THE PROBLEM:
From the entries that follow, copy each line in which "async" appears.

########

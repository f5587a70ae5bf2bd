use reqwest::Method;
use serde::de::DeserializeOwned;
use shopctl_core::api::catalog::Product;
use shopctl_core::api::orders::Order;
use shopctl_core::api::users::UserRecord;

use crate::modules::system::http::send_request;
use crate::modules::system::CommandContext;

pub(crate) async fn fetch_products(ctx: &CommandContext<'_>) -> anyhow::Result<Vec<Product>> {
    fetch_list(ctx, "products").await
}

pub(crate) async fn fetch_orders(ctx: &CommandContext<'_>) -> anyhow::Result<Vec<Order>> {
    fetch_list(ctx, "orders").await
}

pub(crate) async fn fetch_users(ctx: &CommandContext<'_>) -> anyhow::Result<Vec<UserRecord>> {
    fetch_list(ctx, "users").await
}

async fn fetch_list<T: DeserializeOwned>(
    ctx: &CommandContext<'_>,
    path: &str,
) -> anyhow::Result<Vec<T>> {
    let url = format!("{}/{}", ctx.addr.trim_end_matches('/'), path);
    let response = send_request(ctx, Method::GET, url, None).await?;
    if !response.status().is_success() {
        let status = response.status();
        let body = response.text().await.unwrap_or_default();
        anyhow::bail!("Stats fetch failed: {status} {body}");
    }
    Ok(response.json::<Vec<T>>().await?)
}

########

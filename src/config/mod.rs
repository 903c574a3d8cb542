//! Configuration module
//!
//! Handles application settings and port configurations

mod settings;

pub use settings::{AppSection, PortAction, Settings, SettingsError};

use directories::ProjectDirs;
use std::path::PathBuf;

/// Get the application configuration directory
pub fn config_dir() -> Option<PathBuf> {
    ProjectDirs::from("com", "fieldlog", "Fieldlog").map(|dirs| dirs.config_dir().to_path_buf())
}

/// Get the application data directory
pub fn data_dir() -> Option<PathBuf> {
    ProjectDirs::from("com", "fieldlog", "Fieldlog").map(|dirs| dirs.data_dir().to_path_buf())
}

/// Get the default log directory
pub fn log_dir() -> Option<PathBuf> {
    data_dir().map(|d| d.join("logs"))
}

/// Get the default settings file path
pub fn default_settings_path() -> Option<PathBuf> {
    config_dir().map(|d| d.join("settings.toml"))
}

########

OUTPUT FOR THIS TASK:
pub(crate) async fn fetch_products(ctx: &CommandContext<'_>) -> anyhow::Result<Vec<Product>> {
pub(crate) async fn fetch_orders(ctx: &CommandContext<'_>) -> anyhow::Result<Vec<Order>> {
pub(crate) async fn fetch_users(ctx: &CommandContext<'_>) -> anyhow::Result<Vec<UserRecord>> {
async fn fetch_list<T: DeserializeOwned>(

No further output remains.